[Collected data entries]

■ ■ ■ ■ ■ ■ ■

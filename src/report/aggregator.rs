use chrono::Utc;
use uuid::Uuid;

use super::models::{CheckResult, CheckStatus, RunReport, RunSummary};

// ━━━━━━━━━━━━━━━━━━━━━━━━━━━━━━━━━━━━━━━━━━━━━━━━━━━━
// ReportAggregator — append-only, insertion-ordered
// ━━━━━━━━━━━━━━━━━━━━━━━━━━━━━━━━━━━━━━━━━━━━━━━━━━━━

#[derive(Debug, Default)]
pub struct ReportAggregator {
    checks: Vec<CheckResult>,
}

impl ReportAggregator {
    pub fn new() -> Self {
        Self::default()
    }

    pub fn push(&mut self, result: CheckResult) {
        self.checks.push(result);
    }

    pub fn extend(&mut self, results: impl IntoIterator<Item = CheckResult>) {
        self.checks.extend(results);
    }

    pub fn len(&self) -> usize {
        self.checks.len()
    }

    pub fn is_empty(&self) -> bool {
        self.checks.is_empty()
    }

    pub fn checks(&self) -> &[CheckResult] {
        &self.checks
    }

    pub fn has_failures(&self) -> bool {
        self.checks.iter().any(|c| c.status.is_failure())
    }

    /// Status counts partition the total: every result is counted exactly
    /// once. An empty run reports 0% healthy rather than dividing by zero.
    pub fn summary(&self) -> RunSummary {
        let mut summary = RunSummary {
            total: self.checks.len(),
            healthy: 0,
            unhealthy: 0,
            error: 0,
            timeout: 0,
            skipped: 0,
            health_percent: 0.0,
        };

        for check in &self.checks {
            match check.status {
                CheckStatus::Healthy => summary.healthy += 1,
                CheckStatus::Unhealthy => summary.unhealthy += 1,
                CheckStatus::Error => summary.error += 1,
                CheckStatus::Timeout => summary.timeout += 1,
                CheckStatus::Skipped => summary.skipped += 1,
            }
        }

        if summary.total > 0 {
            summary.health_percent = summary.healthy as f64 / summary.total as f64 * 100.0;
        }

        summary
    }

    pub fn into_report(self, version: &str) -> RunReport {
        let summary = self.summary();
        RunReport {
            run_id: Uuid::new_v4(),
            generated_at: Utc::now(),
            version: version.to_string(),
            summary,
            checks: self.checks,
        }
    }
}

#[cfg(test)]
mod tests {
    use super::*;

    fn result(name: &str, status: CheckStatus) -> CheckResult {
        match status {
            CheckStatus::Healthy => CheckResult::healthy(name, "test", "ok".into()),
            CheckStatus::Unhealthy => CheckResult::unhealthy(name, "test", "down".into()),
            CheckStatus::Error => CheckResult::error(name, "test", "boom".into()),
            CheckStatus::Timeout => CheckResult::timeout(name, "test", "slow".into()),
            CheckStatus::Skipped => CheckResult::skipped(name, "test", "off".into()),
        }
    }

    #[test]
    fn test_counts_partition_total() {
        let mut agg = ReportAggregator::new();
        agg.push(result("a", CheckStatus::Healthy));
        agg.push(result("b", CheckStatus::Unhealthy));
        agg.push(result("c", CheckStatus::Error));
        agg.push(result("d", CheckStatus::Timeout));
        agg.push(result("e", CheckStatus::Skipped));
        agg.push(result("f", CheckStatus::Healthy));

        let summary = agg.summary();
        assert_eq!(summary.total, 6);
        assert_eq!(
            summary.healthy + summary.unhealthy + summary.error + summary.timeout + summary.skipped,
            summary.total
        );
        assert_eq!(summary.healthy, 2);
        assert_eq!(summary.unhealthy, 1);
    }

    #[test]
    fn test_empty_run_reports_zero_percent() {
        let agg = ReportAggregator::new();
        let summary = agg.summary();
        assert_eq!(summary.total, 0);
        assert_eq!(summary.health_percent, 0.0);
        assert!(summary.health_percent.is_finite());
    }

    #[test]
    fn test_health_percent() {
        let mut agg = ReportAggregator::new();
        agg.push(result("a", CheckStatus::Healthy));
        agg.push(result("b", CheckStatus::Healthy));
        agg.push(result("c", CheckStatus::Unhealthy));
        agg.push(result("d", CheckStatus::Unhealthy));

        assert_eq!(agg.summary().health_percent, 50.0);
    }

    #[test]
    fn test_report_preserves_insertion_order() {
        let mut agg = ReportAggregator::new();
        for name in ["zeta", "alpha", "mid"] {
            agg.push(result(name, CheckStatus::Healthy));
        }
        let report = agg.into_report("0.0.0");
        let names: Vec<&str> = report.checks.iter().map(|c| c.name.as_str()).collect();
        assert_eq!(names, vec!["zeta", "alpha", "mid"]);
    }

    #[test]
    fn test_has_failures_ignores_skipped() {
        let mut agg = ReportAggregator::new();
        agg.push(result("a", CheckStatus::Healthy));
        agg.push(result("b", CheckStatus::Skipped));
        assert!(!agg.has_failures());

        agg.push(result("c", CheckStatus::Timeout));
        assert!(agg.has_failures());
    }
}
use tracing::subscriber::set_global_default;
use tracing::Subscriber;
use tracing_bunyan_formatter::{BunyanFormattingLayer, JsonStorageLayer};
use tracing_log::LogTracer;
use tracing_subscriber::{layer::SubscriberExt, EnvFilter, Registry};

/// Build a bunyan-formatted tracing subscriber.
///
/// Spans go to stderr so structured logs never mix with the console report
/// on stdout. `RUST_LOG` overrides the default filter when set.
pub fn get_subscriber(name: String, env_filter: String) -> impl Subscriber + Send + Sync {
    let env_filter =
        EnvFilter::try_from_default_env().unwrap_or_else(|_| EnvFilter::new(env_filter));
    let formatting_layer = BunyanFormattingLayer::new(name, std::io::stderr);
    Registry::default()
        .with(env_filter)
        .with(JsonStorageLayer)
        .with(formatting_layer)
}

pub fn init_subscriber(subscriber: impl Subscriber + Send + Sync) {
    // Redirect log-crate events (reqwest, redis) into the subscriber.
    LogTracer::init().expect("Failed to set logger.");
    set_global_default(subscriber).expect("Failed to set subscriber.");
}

■ ■ ■ ■ ■ ■ ■

## Problem statement
What you give back must match the records word for word.

## Task response
filename src/report/aggregator.rs
use chrono::Utc;
use uuid::Uuid;

use super::models::{CheckResult, CheckStatus, RunReport, RunSummary};

// ━━━━━━━━━━━━━━━━━━━━━━━━━━━━━━━━━━━━━━━━━━━━━━━━━━━━
// ReportAggregator — append-only, insertion-ordered
// ━━━━━━━━━━━━━━━━━━━━━━━━━━━━━━━━━━━━━━━━━━━━━━━━━━━━

#[derive(Debug, Default)]
pub struct ReportAggregator {
    checks: Vec<CheckResult>,
}

impl ReportAggregator {
    pub fn new() -> Self {
        Self::default()
    }

    pub fn push(&mut self, result: CheckResult) {
        self.checks.push(result);
    }

    pub fn extend(&mut self, results: impl IntoIterator<Item = CheckResult>) {
        self.checks.extend(results);
    }

    pub fn len(&self) -> usize {
        self.checks.len()
    }

    pub fn is_empty(&self) -> bool {
        self.checks.is_empty()
    }

    pub fn checks(&self) -> &[CheckResult] {
        &self.checks
    }

    pub fn has_failures(&self) -> bool {
        self.checks.iter().any(|c| c.status.is_failure())
    }

    /// Status counts partition the total: every result is counted exactly
    /// once. An empty run reports 0% healthy rather than dividing by zero.
    pub fn summary(&self) -> RunSummary {
        let mut summary = RunSummary {
            total: self.checks.len(),
            healthy: 0,
            unhealthy: 0,
            error: 0,
            timeout: 0,
            skipped: 0,
            health_percent: 0.0,
        };

        for check in &self.checks {
            match check.status {
                CheckStatus::Healthy => summary.healthy += 1,
                CheckStatus::Unhealthy => summary.unhealthy += 1,
                CheckStatus::Error => summary.error += 1,
                CheckStatus::Timeout => summary.timeout += 1,
                CheckStatus::Skipped => summary.skipped += 1,
            }
        }

        if summary.total > 0 {
            summary.health_percent = summary.healthy as f64 / summary.total as f64 * 100.0;
        }

        summary
    }

    pub fn into_report(self, version: &str) -> RunReport {
        let summary = self.summary();
        RunReport {
            run_id: Uuid::new_v4(),
            generated_at: Utc::now(),
            version: version.to_string(),
            summary,
            checks: self.checks,
        }
    }
}

#[cfg(test)]
mod tests {
    use super::*;

    fn result(name: &str, status: CheckStatus) -> CheckResult {
        match status {
            CheckStatus::Healthy => CheckResult::healthy(name, "test", "ok".into()),
            CheckStatus::Unhealthy => CheckResult::unhealthy(name, "test", "down".into()),
            CheckStatus::Error => CheckResult::error(name, "test", "boom".into()),
            CheckStatus::Timeout => CheckResult::timeout(name, "test", "slow".into()),
            CheckStatus::Skipped => CheckResult::skipped(name, "test", "off".into()),
        }
    }

    #[test]
    fn test_counts_partition_total() {
        let mut agg = ReportAggregator::new();
        agg.push(result("a", CheckStatus::Healthy));
        agg.push(result("b", CheckStatus::Unhealthy));
        agg.push(result("c", CheckStatus::Error));
        agg.push(result("d", CheckStatus::Timeout));
        agg.push(result("e", CheckStatus::Skipped));
        agg.push(result("f", CheckStatus::Healthy));

        let summary = agg.summary();
        assert_eq!(summary.total, 6);
        assert_eq!(
            summary.healthy + summary.unhealthy + summary.error + summary.timeout + summary.skipped,
            summary.total
        );
        assert_eq!(summary.healthy, 2);
        assert_eq!(summary.unhealthy, 1);
    }

    #[test]
    fn test_empty_run_reports_zero_percent() {
        let agg = ReportAggregator::new();
        let summary = agg.summary();
        assert_eq!(summary.total, 0);
        assert_eq!(summary.health_percent, 0.0);
        assert!(summary.health_percent.is_finite());
    }

    #[test]
    fn test_health_percent() {
        let mut agg = ReportAggregator::new();
        agg.push(result("a", CheckStatus::Healthy));
        agg.push(result("b", CheckStatus::Healthy));
        agg.push(result("c", CheckStatus::Unhealthy));
        agg.push(result("d", CheckStatus::Unhealthy));

        assert_eq!(agg.summary().health_percent, 50.0);
    }

    #[test]
    fn test_report_preserves_insertion_order() {
        let mut agg = ReportAggregator::new();
        for name in ["zeta", "alpha", "mid"] {
            agg.push(result(name, CheckStatus::Healthy));
        }
        let report = agg.into_report("0.0.0");
        let names: Vec<&str> = report.checks.iter().map(|c| c.name.as_str()).collect();
        assert_eq!(names, vec!["zeta", "alpha", "mid"]);
    }

    #[test]
    fn test_has_failures_ignores_skipped() {
        let mut agg = ReportAggregator::new();
        agg.push(result("a", CheckStatus::Healthy));
        agg.push(result("b", CheckStatus::Skipped));
        assert!(!agg.has_failures());

        agg.push(result("c", CheckStatus::Timeout));
        assert!(agg.has_failures());
    }
}
use tracing::subscriber::set_global_default;
use tracing::Subscriber;
use tracing_bunyan_formatter::{BunyanFormattingLayer, JsonStorageLayer};
use tracing_log::LogTracer;
use tracing_subscriber::{layer::SubscriberExt, EnvFilter, Registry};

/// Build a bunyan-formatted tracing subscriber.
///
/// Spans go to stderr so structured logs never mix with the console report
/// on stdout. `RUST_LOG` overrides the default filter when set.
pub fn get_subscriber(name: String, env_filter: String) -> impl Subscriber + Send + Sync {
    let env_filter =
        EnvFilter::try_from_default_env().unwrap_or_else(|_| EnvFilter::new(env_filter));
    let formatting_layer = BunyanFormattingLayer::new(name, std::io::stderr);
    Registry::default()
        .with(env_filter)
        .with(JsonStorageLayer)
        .with(formatting_layer)
}

pub fn init_subscriber(subscriber: impl Subscriber + Send + Sync) {
    // Redirect log-crate events (reqwest, redis) into the subscriber.
    LogTracer::init().expect("Failed to set logger.");
    set_global_default(subscriber).expect("Failed to set subscriber.");
}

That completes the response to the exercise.